_Exercise details:_ Output a verbatim copy of the data, cut off after the line that contains "pub enum Column".
··········
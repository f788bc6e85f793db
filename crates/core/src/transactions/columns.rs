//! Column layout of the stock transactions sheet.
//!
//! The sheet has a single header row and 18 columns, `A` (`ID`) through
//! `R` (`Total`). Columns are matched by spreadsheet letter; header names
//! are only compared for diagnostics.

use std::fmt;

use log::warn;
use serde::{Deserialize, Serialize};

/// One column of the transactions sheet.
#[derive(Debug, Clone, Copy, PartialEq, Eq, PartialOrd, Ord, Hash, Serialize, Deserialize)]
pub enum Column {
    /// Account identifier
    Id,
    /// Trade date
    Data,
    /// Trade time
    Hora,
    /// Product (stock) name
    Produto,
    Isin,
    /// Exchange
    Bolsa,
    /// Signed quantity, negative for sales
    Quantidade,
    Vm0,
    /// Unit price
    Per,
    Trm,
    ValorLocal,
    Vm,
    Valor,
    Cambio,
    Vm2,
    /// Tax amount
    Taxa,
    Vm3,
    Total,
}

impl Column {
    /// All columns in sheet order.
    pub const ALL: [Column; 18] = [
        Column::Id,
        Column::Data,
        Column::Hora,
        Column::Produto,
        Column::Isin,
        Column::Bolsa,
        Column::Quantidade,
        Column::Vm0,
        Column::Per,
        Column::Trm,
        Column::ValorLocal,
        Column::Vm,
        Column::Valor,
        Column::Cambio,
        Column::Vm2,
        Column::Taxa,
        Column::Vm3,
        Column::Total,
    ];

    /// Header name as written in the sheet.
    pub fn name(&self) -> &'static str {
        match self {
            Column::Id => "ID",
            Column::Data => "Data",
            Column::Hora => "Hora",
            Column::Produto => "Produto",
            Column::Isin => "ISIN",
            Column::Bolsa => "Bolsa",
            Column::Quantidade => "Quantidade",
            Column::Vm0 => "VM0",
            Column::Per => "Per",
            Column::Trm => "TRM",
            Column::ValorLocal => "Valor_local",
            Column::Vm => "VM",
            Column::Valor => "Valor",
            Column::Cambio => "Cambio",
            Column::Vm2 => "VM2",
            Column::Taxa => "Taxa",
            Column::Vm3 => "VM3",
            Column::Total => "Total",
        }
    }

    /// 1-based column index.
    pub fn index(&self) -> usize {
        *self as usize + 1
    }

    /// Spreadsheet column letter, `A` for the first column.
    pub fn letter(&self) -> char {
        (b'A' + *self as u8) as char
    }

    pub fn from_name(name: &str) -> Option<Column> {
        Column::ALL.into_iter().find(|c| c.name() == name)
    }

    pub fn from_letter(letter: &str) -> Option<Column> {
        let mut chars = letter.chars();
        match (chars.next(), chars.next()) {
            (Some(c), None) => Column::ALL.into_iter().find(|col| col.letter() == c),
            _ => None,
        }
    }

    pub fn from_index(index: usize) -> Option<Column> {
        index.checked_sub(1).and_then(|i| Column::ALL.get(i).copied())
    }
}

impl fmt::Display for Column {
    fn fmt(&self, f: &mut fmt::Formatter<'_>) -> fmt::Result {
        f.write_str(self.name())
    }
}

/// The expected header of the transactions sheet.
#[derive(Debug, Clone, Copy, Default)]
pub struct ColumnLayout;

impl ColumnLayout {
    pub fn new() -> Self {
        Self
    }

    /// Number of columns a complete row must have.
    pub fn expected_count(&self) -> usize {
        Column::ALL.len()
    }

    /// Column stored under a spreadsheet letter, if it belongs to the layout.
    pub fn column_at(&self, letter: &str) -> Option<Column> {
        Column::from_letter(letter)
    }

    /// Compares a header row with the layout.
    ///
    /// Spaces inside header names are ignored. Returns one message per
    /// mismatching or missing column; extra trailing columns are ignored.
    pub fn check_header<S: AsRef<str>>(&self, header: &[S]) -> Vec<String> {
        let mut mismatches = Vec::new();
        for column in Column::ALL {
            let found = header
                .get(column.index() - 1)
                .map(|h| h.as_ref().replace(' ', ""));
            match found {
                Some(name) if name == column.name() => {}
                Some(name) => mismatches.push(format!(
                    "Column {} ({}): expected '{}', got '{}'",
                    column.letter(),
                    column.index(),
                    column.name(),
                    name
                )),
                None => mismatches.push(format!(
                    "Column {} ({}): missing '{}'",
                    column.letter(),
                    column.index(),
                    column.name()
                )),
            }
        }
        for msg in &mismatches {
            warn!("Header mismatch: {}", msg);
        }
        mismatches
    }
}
··········
_Result of this exercise:_
repository f788bc6e85f793db
filename crates/core/src/transactions/columns.rs
//! Column layout of the stock transactions sheet.
//!
//! The sheet has a single header row and 18 columns, `A` (`ID`) through
//! `R` (`Total`). Columns are matched by spreadsheet letter; header names
//! are only compared for diagnostics.

use std::fmt;

use log::warn;
use serde::{Deserialize, Serialize};

/// One column of the transactions sheet.
#[derive(Debug, Clone, Copy, PartialEq, Eq, PartialOrd, Ord, Hash, Serialize, Deserialize)]
pub enum Column {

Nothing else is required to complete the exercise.